Ductile cast irons (DCIs) are becoming increasingly important for industries working in renewable energy and transportation. They are stronger, tougher and less expensive than gray cast iron, which is commonly used for automotive brake systems as it transfers heat well and has excellent machinability qualities. Whilst strong, gray iron can be brittle, whereas DCI is more resilient when undergoing stresses related to thermo-cycling or impact, so can be used for steering, suspension and gears. DCIs are now being used for several components in wind turbines, with ever increasing demands being placed on their mechanical and fatigue properties.

With DCIs growing in the use of applications, the Materials Design and Manufacturing Group at Research Complex at Harwell, led by Professor Peter Lee at UCL, have been examining what dictates the mechanical performance of DCIs. Synchrotron X-ray light sources have evolved dramatically over the last two decades. With the incorporation of fast acquisition systems, it is now possible to capture a vast amount of rich microstructural information to unravel various underlying mechanisms.

In situ 3D tomography has been used for solidification investigations in low melting point alloys for more than a decade. The development of advanced high temperature environmental cells and high X-ray contrast alloy systems has led to the creation of a toolset for manufacturers to investigate patterns and any potential problems. In order to build robust global microstructure prediction tools, it is necessary to understand normal and abnormal growth of graphite nodules in DCIs, as well as the effect of thermal fluctuations.

A joint project with Dr. Mohammed Azeem at Leicester University and a team at the Danish Technical University (DTU) was formed, utilising the capabilities developed in the RCaH. In this investigation led by Dr. Tim Wigger at Research Complex, the regular growth of nodules was captured with a temporal resolution ten times faster than previous experiments the group had worked on. The experiment was performed at the I12-JEEP beamline of Diamond Light Source. The beamline provides high energy and photon flux for high-speed tomography.
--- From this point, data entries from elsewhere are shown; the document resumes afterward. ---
//! Error types

use thiserror::Error;

/// Errors raised while parsing or validating [`crate::Settings`]
#[derive(Debug, Error)]
pub enum SettingsError {
    #[error("settings JSON is malformed: {0}")]
    Json(#[from] serde_json::Error),

    #[error("{name} must be a positive finite number, got {value}")]
    InvalidDimension { name: &'static str, value: f32 },

    #[error("{name} ({size}) does not fit in the canvas ({canvas})")]
    DoesNotFit {
        name: &'static str,
        size: f32,
        canvas: f32,
    },

    #[error("ball moves {travel} px per step, must stay under {limit} to hit a paddle")]
    TooFast { travel: f32, limit: f32 },

    #[error("key binding for {0} is empty")]
    EmptyBinding(&'static str),
}

/// Errors raised while wiring the game into the host page
#[derive(Debug, Error)]
pub enum PlatformError {
    #[error("no global window")]
    NoWindow,

    #[error("window has no document")]
    NoDocument,

    #[error("document has no body")]
    NoBody,

    #[error("canvas 2D context is unavailable")]
    NoContext,

    #[error("{what} failed: {message}")]
    Js { what: &'static str, message: String },
}

impl PlatformError {
    /// Wrap a JS exception value with a short description of the failed call
    #[cfg(target_arch = "wasm32")]
    pub fn js(what: &'static str, value: wasm_bindgen::JsValue) -> Self {
        PlatformError::Js {
            what,
            message: format!("{value:?}"),
        }
    }
}
//! Rendering
//!
//! `build_frame` turns game state into a list of draw commands without
//! touching the state. A `DrawSurface` then executes the commands.

#[cfg(target_arch = "wasm32")]
pub mod canvas;

#[cfg(target_arch = "wasm32")]
pub use canvas::CanvasSurface;

use glam::Vec2;

use crate::Settings;
use crate::consts::{SCORE_FONT, SCORE_OFFSET_X, SCORE_OFFSET_Y};
use crate::sim::{GameState, Paddle};

/// A single drawing primitive
#[derive(Debug, Clone, PartialEq)]
pub enum DrawCommand {
    /// Fill a rectangle (also used to clear the background)
    FillRect {
        pos: Vec2,
        size: Vec2,
        color: String,
    },
    /// Fill a circle
    FillCircle {
        center: Vec2,
        radius: f32,
        color: String,
    },
    /// Draw text with its baseline starting at `pos`
    FillText {
        text: String,
        pos: Vec2,
        font: String,
        color: String,
    },
}

/// Target for draw commands
pub trait DrawSurface {
    fn fill_rect(&mut self, pos: Vec2, size: Vec2, color: &str);
    fn fill_circle(&mut self, center: Vec2, radius: f32, color: &str);
    fn fill_text(&mut self, text: &str, pos: Vec2, font: &str, color: &str);
}

/// Everything needed to draw one frame, in painter's order
#[derive(Debug, Clone, Default, PartialEq)]
pub struct Frame {
    pub commands: Vec<DrawCommand>,
}

impl Frame {
    /// Execute every command on `surface`
    pub fn paint(&self, surface: &mut dyn DrawSurface) {
        for command in &self.commands {
            match command {
                DrawCommand::FillRect { pos, size, color } => {
                    surface.fill_rect(*pos, *size, color);
                }
                DrawCommand::FillCircle {
                    center,
                    radius,
                    color,
                } => {
                    surface.fill_circle(*center, *radius, color);
                }
                DrawCommand::FillText {
                    text,
                    pos,
                    font,
                    color,
                } => {
                    surface.fill_text(text, *pos, font, color);
                }
            }
        }
    }
}

fn paddle_rect(paddle: &Paddle, color: &str) -> DrawCommand {
    DrawCommand::FillRect {
        pos: paddle.pos,
        size: paddle.size,
        color: color.to_string(),
    }
}

/// Describe the current state as a frame: background, paddles, scores, ball
pub fn build_frame(state: &GameState, settings: &Settings) -> Frame {
    let fg = settings.palette.foreground.as_str();
    let mut commands = Vec::with_capacity(6);

    commands.push(DrawCommand::FillRect {
        pos: Vec2::ZERO,
        size: state.canvas,
        color: settings.palette.background.clone(),
    });
    commands.push(paddle_rect(&state.paddle_one, fg));
    commands.push(paddle_rect(&state.paddle_two, fg));

    if settings.show_score {
        let middle_x = state.canvas.x / 2.0;
        let scores = [
            (state.score.player_one, middle_x - SCORE_OFFSET_X),
            (state.score.player_two, middle_x + SCORE_OFFSET_X),
        ];
        for (points, x) in scores {
            commands.push(DrawCommand::FillText {
                text: points.to_string(),
                pos: Vec2::new(x, SCORE_OFFSET_Y),
                font: SCORE_FONT.to_string(),
                color: fg.to_string(),
            });
        }
    }

    commands.push(DrawCommand::FillCircle {
        center: state.ball.center(),
        radius: state.ball.radius(),
        color: fg.to_string(),
    });

    Frame { commands }
}

/// Build a frame for `state` and paint it onto `surface`
pub fn render(state: &GameState, settings: &Settings, surface: &mut dyn DrawSurface) {
    build_frame(state, settings).paint(surface);
}

#[cfg(test)]
mod tests {
    use super::*;

    /// Coarse software rasterizer: one RGB byte triple per pixel.
    /// Text is recorded rather than rasterized.
    struct PixelSurface {
        width: usize,
        height: usize,
        pixels: Vec<[u8; 3]>,
        text: Vec<(String, Vec2)>,
    }

    impl PixelSurface {
        fn new(width: usize, height: usize) -> Self {
            Self {
                width,
                height,
                pixels: vec![[0x80; 3]; width * height],
                text: Vec::new(),
            }
        }

        fn parse(color: &str) -> [u8; 3] {
            let hex = color.trim_start_matches('#');
            let byte = |i: usize| u8::from_str_radix(&hex[i..i + 2], 16).unwrap_or(0);
            [byte(0), byte(2), byte(4)]
        }

        fn at(&self, x: usize, y: usize) -> [u8; 3] {
            self.pixels[y * self.width + x]
        }
    }

    impl DrawSurface for PixelSurface {
        fn fill_rect(&mut self, pos: Vec2, size: Vec2, color: &str) {
            let rgb = Self::parse(color);
            let x0 = pos.x.max(0.0) as usize;
            let y0 = pos.y.max(0.0) as usize;
            let x1 = ((pos.x + size.x) as usize).min(self.width);
            let y1 = ((pos.y + size.y) as usize).min(self.height);
            for y in y0..y1 {
                for x in x0..x1 {
                    self.pixels[y * self.width + x] = rgb;
                }
            }
        }

        fn fill_circle(&mut self, center: Vec2, radius: f32, color: &str) {
            let rgb = Self::parse(color);
            for y in 0..self.height {
                for x in 0..self.width {
                    let p = Vec2::new(x as f32 + 0.5, y as f32 + 0.5);
                    if p.distance(center) <= radius {
                        self.pixels[y * self.width + x] = rgb;
                    }
                }
            }
        }

        fn fill_text(&mut self, text: &str, pos: Vec2, _font: &str, _color: &str) {
            self.text.push((text.to_string(), pos));
        }
    }

    fn small_state() -> (GameState, Settings) {
        let settings = Settings {
            canvas_width: 64.0,
            canvas_height: 48.0,
            paddle_width: 2.0,
            paddle_height: 10.0,
            paddle_margin: 1.0,
            ball_size: 4.0,
            ..Settings::default()
        };
        (GameState::new(&settings, 5), settings)
    }

    #[test]
    fn test_frame_order_and_layout() {
        let state = GameState::new(&Settings::default(), 1);
        let frame = build_frame(&state, &Settings::default());

        assert_eq!(frame.commands.len(), 6);
        assert_eq!(
            frame.commands[0],
            DrawCommand::FillRect {
                pos: Vec2::ZERO,
                size: Vec2::new(1024.0, 768.0),
                color: "#000000".to_string(),
            }
        );
        assert!(matches!(
            &frame.commands[3],
            DrawCommand::FillText { text, pos, .. } if text == "0" && *pos == Vec2::new(462.0, 50.0)
        ));
        assert!(matches!(
            &frame.commands[4],
            DrawCommand::FillText { pos, .. } if *pos == Vec2::new(562.0, 50.0)
        ));
        assert_eq!(
            frame.commands[5],
            DrawCommand::FillCircle {
                center: Vec2::new(512.0, 384.0),
                radius: 7.5,
                color: "#FFFFFF".to_string(),
            }
        );
    }

    #[test]
    fn test_score_text_hidden_when_disabled() {
        let state = GameState::new(&Settings::default(), 1);
        let settings = Settings {
            show_score: false,
            ..Settings::default()
        };
        let frame = build_frame(&state, &settings);
        assert_eq!(frame.commands.len(), 4);
        assert!(
            !frame
                .commands
                .iter()
                .any(|c| matches!(c, DrawCommand::FillText { .. }))
        );
    }

    #[test]
    fn test_score_text_tracks_score() {
        let mut state = GameState::new(&Settings::default(), 1);
        state.score.player_one = 3;
        state.score.player_two = 11;
        let frame = build_frame(&state, &Settings::default());
        let texts: Vec<&str> = frame
            .commands
            .iter()
            .filter_map(|c| match c {
                DrawCommand::FillText { text, .. } => Some(text.as_str()),
                _ => None,
            })
            .collect();
        assert_eq!(texts, vec!["3", "11"]);
    }

    #[test]
    fn test_render_twice_same_pixels() {
        let (state, settings) = small_state();
        let before = state.clone();

        let mut first = PixelSurface::new(64, 48);
        render(&state, &settings, &mut first);
        let mut second = PixelSurface::new(64, 48);
        render(&state, &settings, &mut second);

        assert_eq!(first.pixels, second.pixels);
        assert_eq!(first.text, second.text);
        assert_eq!(state.ball, before.ball);
        assert_eq!(state.score, before.score);
    }

    #[test]
    fn test_render_paints_entities() {
        let (state, settings) = small_state();
        let mut surface = PixelSurface::new(64, 48);
        render(&state, &settings, &mut surface);

        // Background cleared
        assert_eq!(surface.at(30, 2), [0, 0, 0]);
        // Paddle one spans x 1..3, y 19..29
        assert_eq!(surface.at(1, 20), [0xFF; 3]);
        // Ball centered at (32, 24)
        assert_eq!(surface.at(32, 24), [0xFF; 3]);
        assert_eq!(surface.text.len(), 2);
    }
}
A ductile cast iron alloy was used in the experiments, containing 1.94 ± 0.02 wt.% Si for stabilisation of the graphite and 0.075 ± 0.005 wt.% Mg to enable the formation of graphite nodules.

The degeneration of nodules was observed by the team to increase with re-melting cycles, which is attributed to Mg-loss. Austenite shells around graphite nodules seemed to form with varying thickness. The tomography data indicates that there are thinner regions (or open channels) through which carbon can diffuse easily. Graphite protrusions formed and grew through these higher carbon concentration channels which led to nodule degeneration. Large pre-existing nodules can break free and develop star-shapes whilst floating up into hotter regions.

Dr. Tito Andriollo at DTU developed a 2D axisymmetric finite element model based on carbon diffusion, which indicates that the shell with thin sections can deform and open as the nodule grows. This supports the team’s experimental observations and theories of liquation cracking of the austenite shell during solidification. These results provide valuable insights into the solidification kinetics of cast irons, supporting the design of advanced alloys.

T. Wigger, T. Andriollo, C. Xu, S.J. Clark, Z. Gong, R.C. Atwood, J.H. Hattel, N.S. Tiedje, P.D. Lee and M.A. Azeem, In situ synchrotron investigation of degenerate graphite nodule evolution in ductile cast iron, Acta Materialia, Volume 221, December 2021, 117367.

Image from Graphical Abstract: Graphite features embedded in austenite dendrites. Formation of degenerate nodule and evolution of carbon concentration field during solidification.